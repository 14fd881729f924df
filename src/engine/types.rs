//! Contracts between the generic iteration loop, the problem and the
//! algorithm family.
//!
//! - [`Evaluator`]: the problem. Maps a decision vector to objectives.
//! - [`SearchOperator`]: the algorithm family. Proposes new positions from
//!   the population and the archive, and picks the next population.

use crate::error::ConfigError;
use crate::pareto::{Archive, Candidate, Evaluation};
use rand::Rng;

/// Defines a multi-objective minimization problem.
///
/// # Thread Safety
///
/// `Evaluator` must be `Send + Sync`: positions are evaluated concurrently
/// on a worker pool and every call receives only its own position.
///
/// # Implementing
///
/// ```ignore
/// struct Schaffer;
///
/// impl Evaluator for Schaffer {
///     type Report = f64;
///     fn dimension(&self) -> usize { 1 }
///     fn lower_bound(&self) -> &[f64] { &[-10.0] }
///     fn upper_bound(&self) -> &[f64] { &[10.0] }
///     fn number_of_objectives(&self) -> usize { 2 }
///     fn evaluate(&self, x: &[f64]) -> Evaluation {
///         Evaluation::from_objectives(vec![x[0] * x[0], (x[0] - 2.0).powi(2)])
///     }
///     fn decode_for_reporting(&self, x: &[f64]) -> f64 { x[0] }
/// }
/// ```
pub trait Evaluator: Send + Sync {
    /// Domain view of a position, produced only for reporting.
    type Report;

    /// Number of decision variables.
    fn dimension(&self) -> usize;

    /// Per-coordinate lower bounds, length = [`dimension`](Self::dimension).
    fn lower_bound(&self) -> &[f64];

    /// Per-coordinate upper bounds, length = [`dimension`](Self::dimension).
    fn upper_bound(&self) -> &[f64];

    /// Length of every objective vector returned by [`evaluate`](Self::evaluate).
    fn number_of_objectives(&self) -> usize;

    /// Whether objectives are minimized. Only `true` is supported.
    fn minimizes(&self) -> bool {
        true
    }

    /// Evaluates one position. Assumed total and deterministic.
    fn evaluate(&self, position: &[f64]) -> Evaluation;

    /// Decodes a position into its domain representation.
    fn decode_for_reporting(&self, position: &[f64]) -> Self::Report;
}

/// Validated box constraints of the search space.
#[derive(Debug, Clone, PartialEq)]
pub struct Bounds {
    lower: Vec<f64>,
    upper: Vec<f64>,
}

impl Bounds {
    /// Checks lengths and ordering of the bound vectors.
    pub fn new(lower: Vec<f64>, upper: Vec<f64>) -> Result<Self, ConfigError> {
        if lower.is_empty() || lower.len() != upper.len() {
            return Err(ConfigError::BoundsMismatch {
                dimension: lower.len().max(upper.len()),
                lower: lower.len(),
                upper: upper.len(),
            });
        }
        for (index, (&lo, &hi)) in lower.iter().zip(&upper).enumerate() {
            if !lo.is_finite() || !hi.is_finite() || lo > hi {
                return Err(ConfigError::InvalidBounds {
                    index,
                    lower: lo,
                    upper: hi,
                });
            }
        }
        Ok(Self { lower, upper })
    }

    /// Reads and validates the bounds an evaluator declares.
    pub fn from_evaluator<E: Evaluator>(evaluator: &E) -> Result<Self, ConfigError> {
        let dimension = evaluator.dimension();
        let lower = evaluator.lower_bound();
        let upper = evaluator.upper_bound();
        if dimension == 0 || lower.len() != dimension || upper.len() != dimension {
            return Err(ConfigError::BoundsMismatch {
                dimension,
                lower: lower.len(),
                upper: upper.len(),
            });
        }
        Self::new(lower.to_vec(), upper.to_vec())
    }

    /// Number of coordinates.
    pub fn dimension(&self) -> usize {
        self.lower.len()
    }

    pub fn lower(&self) -> &[f64] {
        &self.lower
    }

    pub fn upper(&self) -> &[f64] {
        &self.upper
    }

    /// Width of coordinate `i`.
    pub fn range(&self, i: usize) -> f64 {
        self.upper[i] - self.lower[i]
    }

    /// Centre of the box.
    pub fn midpoint(&self) -> Vec<f64> {
        self.lower
            .iter()
            .zip(&self.upper)
            .map(|(lo, hi)| (lo + hi) / 2.0)
            .collect()
    }

    /// Clamps every coordinate into its bound.
    pub fn clip(&self, position: &mut [f64]) {
        for ((x, &lo), &hi) in position.iter_mut().zip(&self.lower).zip(&self.upper) {
            *x = if x.is_nan() { lo } else { x.clamp(lo, hi) };
        }
    }

    /// Whether coordinate `i` of `value` lies outside its bound.
    pub fn violates(&self, i: usize, value: f64) -> bool {
        value < self.lower[i] || value > self.upper[i]
    }

    /// Uniform sample inside the box.
    pub fn sample<R: Rng>(&self, rng: &mut R) -> Vec<f64> {
        self.lower
            .iter()
            .zip(&self.upper)
            .map(|(&lo, &hi)| lo + rng.random::<f64>() * (hi - lo))
            .collect()
    }
}

/// Read-only view of the run handed to the operator each generation.
#[derive(Debug, Clone, Copy)]
pub struct GenerationContext<'a> {
    /// Zero-based generation index.
    pub generation: usize,

    /// Total generation budget.
    pub max_generations: usize,

    /// Search-space box.
    pub bounds: &'a Bounds,
}

impl GenerationContext<'_> {
    /// `generation / max_generations`, in `[0, 1)`.
    pub fn fraction(&self) -> f64 {
        if self.max_generations == 0 {
            return 1.0;
        }
        self.generation as f64 / self.max_generations as f64
    }
}

/// Family-specific move and selection logic.
///
/// The engine owns evaluation, clipping and the archive; the operator only
/// ever sees evaluated candidates and returns raw positions. Positions it
/// returns are clipped to the bounds before evaluation.
pub trait SearchOperator {
    /// Algorithm name used in logs and progress events.
    fn name(&self) -> &'static str;

    /// Extra positions evaluated alongside the initial uniform sample.
    ///
    /// The default adds nothing.
    fn initial_extension<R: Rng>(
        &mut self,
        _population: &[Candidate],
        _bounds: &Bounds,
        _rng: &mut R,
    ) -> Vec<Vec<f64>> {
        Vec::new()
    }

    /// Reduces the evaluated initial set (sample plus extension) to the
    /// starting population and sets up per-agent state.
    ///
    /// The default keeps the population unchanged.
    fn initialize<R: Rng>(
        &mut self,
        population: Vec<Candidate>,
        _bounds: &Bounds,
        _rng: &mut R,
    ) -> Vec<Candidate> {
        population
    }

    /// Proposes the positions to evaluate this generation.
    fn propose<R: Rng>(
        &mut self,
        ctx: &GenerationContext<'_>,
        population: &[Candidate],
        archive: &Archive,
        rng: &mut R,
    ) -> Vec<Vec<f64>>;

    /// Builds the next population from the current one and the evaluated
    /// proposals, in proposal order.
    ///
    /// The default replaces the population with the offspring.
    fn select<R: Rng>(
        &mut self,
        _ctx: &GenerationContext<'_>,
        _population: Vec<Candidate>,
        offspring: &[Candidate],
        _rng: &mut R,
    ) -> Vec<Candidate> {
        offspring.to_vec()
    }

    /// Whether [`select`](Self::select) always returns every offspring.
    ///
    /// When `true` the engine feeds the archive from the new population
    /// alone; otherwise the offspring are merged as well.
    fn population_holds_offspring(&self) -> bool {
        false
    }
}
impl ArchiveConfig {
    /// Sets the archive capacity.
    pub fn with_capacity(mut self, capacity: usize) -> Self {
        self.capacity = capacity;
        self
    }

    /// Sets the number of hypercube buckets per objective.
    pub fn with_divisions(mut self, divisions: usize) -> Self {
        self.divisions = divisions;
        self
    }

    /// Sets the grid padding fraction.
    pub fn with_padding(mut self, padding: f64) -> Self {
        self.padding = padding.max(0.0);
        self
    }

    /// Sets the leader selection pressure.
    pub fn with_leader_pressure(mut self, pressure: f64) -> Self {
        self.leader_pressure = pressure;
        self
    }

    /// Sets the truncation policy.
    pub fn with_truncation(mut self, truncation: Truncation) -> Self {
        self.truncation = truncation;
        self
    }

    /// Validates the configuration.
    pub fn validate(&self) -> Result<(), ConfigError> {
        if self.capacity == 0 {
            return Err(ConfigError::invalid("capacity", "must be at least 1"));
        }
        if self.divisions == 0 {
            return Err(ConfigError::invalid("divisions", "must be at least 1"));
        }
        if !self.padding.is_finite() || self.padding < 0.0 {
            return Err(ConfigError::invalid("padding", "must be finite and non-negative"));
        }
        if !self.leader_pressure.is_finite() || self.leader_pressure < 0.0 {
            return Err(ConfigError::invalid(
                "leader_pressure",
                "must be finite and non-negative",
            ));
        }
        if let Truncation::GridRoulette { gamma } = self.truncation {
            if !gamma.is_finite() || gamma < 0.0 {
                return Err(ConfigError::invalid("gamma", "must be finite and non-negative"));
            }
        }
        Ok(())
    }
}

/// Merges `incoming` into a copy of `archive` and keeps the Pareto set.
///
/// Archive members come first, so on identical objective vectors the
/// existing member is kept.
pub fn merge(archive: &[Candidate], incoming: &[Candidate]) -> Vec<Candidate> {
    let mut union: Vec<Candidate> = Vec::with_capacity(archive.len() + incoming.len());
    union.extend_from_slice(archive);
    union.extend_from_slice(incoming);
    pareto_filter(&mut union)
}

/// Removes `excess` members, drawing cells with probability `∝ count^gamma`.
///
/// Members must carry grid cells from a hypercube built over `members`.
/// The relative order of survivors is preserved.
pub fn truncate_grid_roulette<R: Rng>(
    members: Vec<Candidate>,
    excess: usize,
    gamma: f64,
    rng: &mut R,
) -> Vec<Candidate> {
    if excess == 0 {
        return members;
    }
    if excess >= members.len() {
        return Vec::new();
    }

    let gamma = if gamma == 0.0 { 1.0 } else { gamma };

    let mut cells: Vec<Vec<usize>> = cell_groups(&members, 0..members.len())
        .into_iter()
        .map(|(_, group)| group)
        .collect();
    let mut removed = vec![false; members.len()];

    for _ in 0..excess {
        let weights: Vec<f64> = cells.iter().map(|c| (c.len() as f64).powf(gamma)).collect();
        let cell = roulette_wheel(&weights, rng)
            .unwrap_or_else(|| rng.random_range(0..cells.len()));
        let slot = rng.random_range(0..cells[cell].len());
        let victim = cells[cell].swap_remove(slot);
        removed[victim] = true;
        if cells[cell].is_empty() {
            cells.remove(cell);
        }
        log::trace!("grid roulette removed member {victim} from cell {cell}");
    }

    members
        .into_iter()
        .zip(removed)
        .filter_map(|(c, gone)| (!gone).then_some(c))
        .collect()
}
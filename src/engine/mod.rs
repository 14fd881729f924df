//! Generic archive-based iteration loop.
//!
//! The engine owns everything the algorithm families share: uniform
//! initialization, bound clipping, concurrent evaluation, the archive,
//! progress reporting, cancellation and seeding. A family plugs in as a
//! [`SearchOperator`]; a problem plugs in as an [`Evaluator`].
//!
//! # Key Types
//!
//! - [`Engine`]: Executes the loop
//! - [`EngineConfig`]: Population, budget, archive, parallelism, seed
//! - [`ParetoResult`]: Final archive with run statistics
//! - [`ProgressObserver`]: Per-generation and completion notifications

mod config;
mod pool;
mod progress;
mod runner;
mod types;

pub use config::EngineConfig;
pub use progress::{
    ChannelProgress, Completion, NoProgress, ProgressEvent, ProgressMessage, ProgressObserver,
    RecordingProgress,
};
pub use runner::{validate_problem, Engine, ParetoResult, MIN_OBJECTIVES};
pub use types::{Bounds, Evaluator, GenerationContext, SearchOperator};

REQUIRED WORK: Copy every line in the data above that has the string "Whether" in it.

EXERCISE OUTPUT:
    /// Whether objectives are minimized. Only `true` is supported.
    /// Whether coordinate `i` of `value` lies outside its bound.
    /// Whether [`select`](Self::select) always returns every offspring.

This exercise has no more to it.